**Task instructions:** From the listing below, return each line that includes "Help".

**Records to process:**
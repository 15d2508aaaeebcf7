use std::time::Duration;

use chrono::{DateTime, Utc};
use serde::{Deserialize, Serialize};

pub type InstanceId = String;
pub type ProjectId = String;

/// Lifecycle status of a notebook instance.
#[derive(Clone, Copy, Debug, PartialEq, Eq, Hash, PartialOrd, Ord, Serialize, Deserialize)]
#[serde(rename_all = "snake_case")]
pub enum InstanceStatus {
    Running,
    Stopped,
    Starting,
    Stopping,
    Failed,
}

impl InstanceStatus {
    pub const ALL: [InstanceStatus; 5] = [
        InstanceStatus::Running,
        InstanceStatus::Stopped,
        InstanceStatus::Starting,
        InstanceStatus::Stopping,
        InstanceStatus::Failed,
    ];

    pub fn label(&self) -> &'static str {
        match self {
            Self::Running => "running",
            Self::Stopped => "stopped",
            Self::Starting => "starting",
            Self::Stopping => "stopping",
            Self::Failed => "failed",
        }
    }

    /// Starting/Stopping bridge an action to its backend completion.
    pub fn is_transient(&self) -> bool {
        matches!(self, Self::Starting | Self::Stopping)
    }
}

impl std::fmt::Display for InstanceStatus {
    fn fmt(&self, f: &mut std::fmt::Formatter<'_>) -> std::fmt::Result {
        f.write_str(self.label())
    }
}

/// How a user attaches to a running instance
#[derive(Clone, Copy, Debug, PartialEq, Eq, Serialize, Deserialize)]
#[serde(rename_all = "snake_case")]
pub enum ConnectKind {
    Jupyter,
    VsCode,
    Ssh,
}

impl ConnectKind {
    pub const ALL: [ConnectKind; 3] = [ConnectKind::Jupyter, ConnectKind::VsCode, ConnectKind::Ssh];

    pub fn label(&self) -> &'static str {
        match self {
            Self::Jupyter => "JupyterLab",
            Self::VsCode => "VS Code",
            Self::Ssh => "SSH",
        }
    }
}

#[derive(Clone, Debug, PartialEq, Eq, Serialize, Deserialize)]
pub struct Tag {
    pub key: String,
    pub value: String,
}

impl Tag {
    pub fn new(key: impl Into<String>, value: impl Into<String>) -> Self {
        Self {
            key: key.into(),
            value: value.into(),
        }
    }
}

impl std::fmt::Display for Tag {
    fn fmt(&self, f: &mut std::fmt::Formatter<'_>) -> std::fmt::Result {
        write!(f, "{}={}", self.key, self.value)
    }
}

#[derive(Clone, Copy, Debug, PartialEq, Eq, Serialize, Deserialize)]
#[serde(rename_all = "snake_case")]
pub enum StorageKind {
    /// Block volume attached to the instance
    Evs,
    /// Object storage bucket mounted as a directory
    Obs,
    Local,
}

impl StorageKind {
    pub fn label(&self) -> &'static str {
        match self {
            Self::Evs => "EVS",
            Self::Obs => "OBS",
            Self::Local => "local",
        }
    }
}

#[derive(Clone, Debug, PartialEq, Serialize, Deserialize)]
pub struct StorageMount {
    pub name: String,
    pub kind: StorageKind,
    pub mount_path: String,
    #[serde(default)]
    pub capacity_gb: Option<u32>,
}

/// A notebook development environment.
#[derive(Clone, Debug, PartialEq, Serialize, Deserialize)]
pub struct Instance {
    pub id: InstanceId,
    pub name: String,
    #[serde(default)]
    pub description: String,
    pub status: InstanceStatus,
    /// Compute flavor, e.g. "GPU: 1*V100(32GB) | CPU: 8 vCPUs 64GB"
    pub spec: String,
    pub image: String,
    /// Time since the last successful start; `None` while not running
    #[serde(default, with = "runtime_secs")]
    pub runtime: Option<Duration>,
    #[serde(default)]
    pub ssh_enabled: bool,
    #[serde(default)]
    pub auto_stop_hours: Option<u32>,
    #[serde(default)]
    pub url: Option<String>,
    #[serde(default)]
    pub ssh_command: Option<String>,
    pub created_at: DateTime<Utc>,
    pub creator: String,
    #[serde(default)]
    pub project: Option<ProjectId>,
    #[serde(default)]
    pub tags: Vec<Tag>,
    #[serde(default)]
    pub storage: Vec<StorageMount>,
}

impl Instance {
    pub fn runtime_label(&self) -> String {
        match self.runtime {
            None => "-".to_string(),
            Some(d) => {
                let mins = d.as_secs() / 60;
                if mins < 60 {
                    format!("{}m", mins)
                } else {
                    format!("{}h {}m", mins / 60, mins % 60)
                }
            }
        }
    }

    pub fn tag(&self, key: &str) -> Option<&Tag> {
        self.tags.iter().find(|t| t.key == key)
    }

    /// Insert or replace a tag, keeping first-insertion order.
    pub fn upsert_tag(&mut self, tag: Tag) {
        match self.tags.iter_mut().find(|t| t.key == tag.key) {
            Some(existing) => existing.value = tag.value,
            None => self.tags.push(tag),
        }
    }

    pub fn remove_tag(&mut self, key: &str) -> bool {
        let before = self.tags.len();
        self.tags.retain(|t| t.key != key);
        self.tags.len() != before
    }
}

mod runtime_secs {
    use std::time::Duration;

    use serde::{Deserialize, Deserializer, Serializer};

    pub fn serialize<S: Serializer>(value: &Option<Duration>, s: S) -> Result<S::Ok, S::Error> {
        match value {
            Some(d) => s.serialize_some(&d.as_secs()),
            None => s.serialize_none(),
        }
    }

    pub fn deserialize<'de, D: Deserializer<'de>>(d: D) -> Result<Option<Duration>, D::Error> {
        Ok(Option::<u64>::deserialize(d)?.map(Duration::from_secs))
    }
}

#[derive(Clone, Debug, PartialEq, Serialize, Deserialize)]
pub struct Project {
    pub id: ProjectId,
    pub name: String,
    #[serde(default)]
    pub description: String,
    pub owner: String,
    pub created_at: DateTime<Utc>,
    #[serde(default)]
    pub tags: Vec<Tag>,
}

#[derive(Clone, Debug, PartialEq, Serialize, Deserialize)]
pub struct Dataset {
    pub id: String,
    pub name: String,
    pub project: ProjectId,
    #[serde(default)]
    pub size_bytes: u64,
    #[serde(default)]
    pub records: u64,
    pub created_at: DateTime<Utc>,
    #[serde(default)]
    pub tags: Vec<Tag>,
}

--

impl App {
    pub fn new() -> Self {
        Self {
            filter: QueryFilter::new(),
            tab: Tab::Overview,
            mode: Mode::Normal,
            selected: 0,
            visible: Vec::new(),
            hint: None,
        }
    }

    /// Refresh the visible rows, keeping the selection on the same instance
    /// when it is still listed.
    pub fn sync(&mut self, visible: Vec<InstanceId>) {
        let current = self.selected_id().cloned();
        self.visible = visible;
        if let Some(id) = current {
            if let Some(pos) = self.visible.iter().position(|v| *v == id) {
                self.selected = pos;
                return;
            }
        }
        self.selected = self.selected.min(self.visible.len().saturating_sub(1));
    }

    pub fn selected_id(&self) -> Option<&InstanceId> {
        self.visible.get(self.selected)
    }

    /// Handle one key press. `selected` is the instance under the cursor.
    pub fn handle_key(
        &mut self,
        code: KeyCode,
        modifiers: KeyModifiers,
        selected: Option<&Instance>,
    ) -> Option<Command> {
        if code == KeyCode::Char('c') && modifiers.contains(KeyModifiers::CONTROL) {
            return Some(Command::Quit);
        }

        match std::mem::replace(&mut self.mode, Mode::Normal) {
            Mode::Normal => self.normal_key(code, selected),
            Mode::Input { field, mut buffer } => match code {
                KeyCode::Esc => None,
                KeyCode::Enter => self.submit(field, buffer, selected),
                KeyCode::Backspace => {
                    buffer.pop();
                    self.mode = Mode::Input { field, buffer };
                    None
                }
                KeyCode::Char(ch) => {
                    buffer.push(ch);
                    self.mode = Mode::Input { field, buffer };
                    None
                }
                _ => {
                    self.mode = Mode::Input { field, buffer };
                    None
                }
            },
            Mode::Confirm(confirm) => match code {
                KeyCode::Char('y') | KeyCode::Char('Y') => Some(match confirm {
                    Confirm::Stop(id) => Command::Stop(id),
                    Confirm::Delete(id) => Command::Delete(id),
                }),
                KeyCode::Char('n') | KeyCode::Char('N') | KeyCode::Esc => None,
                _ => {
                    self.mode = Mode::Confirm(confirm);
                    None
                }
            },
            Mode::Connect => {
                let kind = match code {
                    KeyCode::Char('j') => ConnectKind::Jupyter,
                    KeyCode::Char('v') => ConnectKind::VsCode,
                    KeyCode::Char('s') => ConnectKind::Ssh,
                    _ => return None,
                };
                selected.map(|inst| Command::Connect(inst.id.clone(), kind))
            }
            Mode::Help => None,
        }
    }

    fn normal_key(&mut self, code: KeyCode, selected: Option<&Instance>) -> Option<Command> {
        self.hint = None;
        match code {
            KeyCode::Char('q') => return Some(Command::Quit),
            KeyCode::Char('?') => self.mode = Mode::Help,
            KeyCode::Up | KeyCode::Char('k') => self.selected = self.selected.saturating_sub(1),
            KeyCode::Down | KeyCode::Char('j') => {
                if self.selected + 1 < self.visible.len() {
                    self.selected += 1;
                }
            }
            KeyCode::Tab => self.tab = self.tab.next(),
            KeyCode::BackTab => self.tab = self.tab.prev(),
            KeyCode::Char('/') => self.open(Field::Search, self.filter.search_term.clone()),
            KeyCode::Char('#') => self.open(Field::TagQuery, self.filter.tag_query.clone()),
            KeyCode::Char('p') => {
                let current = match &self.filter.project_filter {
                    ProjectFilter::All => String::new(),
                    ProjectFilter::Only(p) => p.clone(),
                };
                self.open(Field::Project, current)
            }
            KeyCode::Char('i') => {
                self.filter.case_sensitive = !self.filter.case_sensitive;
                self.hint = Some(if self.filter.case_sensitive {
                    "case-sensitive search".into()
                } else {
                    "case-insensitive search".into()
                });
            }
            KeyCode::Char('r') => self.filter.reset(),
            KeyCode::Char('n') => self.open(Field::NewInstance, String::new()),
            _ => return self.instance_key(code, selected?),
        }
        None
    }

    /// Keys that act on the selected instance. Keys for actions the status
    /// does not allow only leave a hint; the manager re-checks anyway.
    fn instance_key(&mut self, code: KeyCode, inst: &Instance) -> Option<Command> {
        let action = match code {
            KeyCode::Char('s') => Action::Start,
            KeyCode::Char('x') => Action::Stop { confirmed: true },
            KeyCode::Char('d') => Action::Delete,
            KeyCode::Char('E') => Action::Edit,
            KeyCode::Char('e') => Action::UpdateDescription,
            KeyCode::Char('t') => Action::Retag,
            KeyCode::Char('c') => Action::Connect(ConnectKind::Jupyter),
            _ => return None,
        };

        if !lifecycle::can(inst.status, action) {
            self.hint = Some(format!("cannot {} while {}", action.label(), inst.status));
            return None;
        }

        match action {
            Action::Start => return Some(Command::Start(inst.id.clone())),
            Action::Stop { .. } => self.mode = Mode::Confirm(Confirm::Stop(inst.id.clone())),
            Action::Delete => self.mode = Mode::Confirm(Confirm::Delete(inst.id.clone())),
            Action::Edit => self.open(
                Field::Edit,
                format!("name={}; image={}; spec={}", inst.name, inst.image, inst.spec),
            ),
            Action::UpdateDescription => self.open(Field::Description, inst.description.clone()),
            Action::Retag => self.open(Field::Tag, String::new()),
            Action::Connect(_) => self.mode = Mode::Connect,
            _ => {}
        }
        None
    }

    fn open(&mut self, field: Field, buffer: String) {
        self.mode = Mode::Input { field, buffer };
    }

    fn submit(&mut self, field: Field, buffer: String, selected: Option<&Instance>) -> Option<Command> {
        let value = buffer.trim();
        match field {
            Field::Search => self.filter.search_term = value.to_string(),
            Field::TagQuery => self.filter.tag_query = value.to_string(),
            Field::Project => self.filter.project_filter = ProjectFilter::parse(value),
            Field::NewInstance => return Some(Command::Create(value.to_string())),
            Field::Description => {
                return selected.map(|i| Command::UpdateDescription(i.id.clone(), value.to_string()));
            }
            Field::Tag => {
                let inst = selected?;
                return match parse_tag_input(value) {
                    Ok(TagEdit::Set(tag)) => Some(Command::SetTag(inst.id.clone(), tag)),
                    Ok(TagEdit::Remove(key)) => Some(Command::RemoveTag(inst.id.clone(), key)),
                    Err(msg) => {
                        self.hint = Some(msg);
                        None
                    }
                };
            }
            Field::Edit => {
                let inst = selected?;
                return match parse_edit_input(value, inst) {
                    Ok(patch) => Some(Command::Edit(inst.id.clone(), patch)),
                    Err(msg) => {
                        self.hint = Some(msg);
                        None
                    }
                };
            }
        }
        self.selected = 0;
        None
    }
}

==

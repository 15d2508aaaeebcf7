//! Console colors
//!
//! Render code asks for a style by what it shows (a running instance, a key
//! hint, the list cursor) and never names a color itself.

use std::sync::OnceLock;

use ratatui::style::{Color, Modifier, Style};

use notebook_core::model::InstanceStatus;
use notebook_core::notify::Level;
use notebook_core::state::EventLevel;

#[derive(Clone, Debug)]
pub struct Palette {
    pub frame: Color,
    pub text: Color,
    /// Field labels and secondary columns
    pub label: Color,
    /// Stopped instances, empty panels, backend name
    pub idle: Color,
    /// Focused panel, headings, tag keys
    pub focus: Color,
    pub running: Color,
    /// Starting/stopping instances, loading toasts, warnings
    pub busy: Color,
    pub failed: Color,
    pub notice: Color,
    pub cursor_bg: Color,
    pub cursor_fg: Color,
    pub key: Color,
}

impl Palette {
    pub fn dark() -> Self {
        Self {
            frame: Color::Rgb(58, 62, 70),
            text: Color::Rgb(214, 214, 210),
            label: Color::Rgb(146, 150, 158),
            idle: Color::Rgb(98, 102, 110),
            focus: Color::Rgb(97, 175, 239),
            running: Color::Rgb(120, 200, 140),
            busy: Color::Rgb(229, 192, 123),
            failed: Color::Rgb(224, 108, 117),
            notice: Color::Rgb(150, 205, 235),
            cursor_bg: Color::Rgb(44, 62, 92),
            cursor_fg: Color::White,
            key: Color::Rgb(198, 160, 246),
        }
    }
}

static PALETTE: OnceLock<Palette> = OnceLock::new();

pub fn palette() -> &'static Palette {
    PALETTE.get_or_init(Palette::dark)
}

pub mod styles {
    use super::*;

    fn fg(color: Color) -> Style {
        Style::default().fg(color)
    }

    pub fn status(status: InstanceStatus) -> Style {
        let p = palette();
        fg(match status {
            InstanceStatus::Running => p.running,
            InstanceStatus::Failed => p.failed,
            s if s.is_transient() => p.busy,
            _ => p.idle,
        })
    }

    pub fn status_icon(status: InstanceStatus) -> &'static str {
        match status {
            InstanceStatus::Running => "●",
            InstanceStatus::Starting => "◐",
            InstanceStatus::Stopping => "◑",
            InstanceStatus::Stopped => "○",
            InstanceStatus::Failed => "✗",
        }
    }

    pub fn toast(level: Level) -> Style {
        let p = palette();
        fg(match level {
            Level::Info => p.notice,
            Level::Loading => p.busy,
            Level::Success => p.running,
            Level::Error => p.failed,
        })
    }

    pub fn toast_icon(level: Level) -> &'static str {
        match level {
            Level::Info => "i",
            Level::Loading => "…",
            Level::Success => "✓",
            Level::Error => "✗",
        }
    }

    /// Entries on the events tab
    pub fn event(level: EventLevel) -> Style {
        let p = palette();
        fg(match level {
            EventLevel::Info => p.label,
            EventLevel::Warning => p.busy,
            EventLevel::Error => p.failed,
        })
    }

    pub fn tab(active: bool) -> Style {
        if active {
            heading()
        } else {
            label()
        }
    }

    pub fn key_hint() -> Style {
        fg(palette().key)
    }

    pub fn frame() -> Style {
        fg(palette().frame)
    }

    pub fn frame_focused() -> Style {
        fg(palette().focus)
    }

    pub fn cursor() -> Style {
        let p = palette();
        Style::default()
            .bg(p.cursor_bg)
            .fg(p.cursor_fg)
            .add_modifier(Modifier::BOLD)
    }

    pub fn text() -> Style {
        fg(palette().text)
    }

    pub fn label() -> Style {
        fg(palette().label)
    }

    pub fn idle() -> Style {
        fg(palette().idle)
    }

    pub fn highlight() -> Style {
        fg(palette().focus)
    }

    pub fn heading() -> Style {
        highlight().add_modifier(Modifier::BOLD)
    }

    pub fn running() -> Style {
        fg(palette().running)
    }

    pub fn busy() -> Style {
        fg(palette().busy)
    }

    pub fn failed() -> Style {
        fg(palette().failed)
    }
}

**Worked solution:**
            Mode::Help => None,
            KeyCode::Char('?') => self.mode = Mode::Help,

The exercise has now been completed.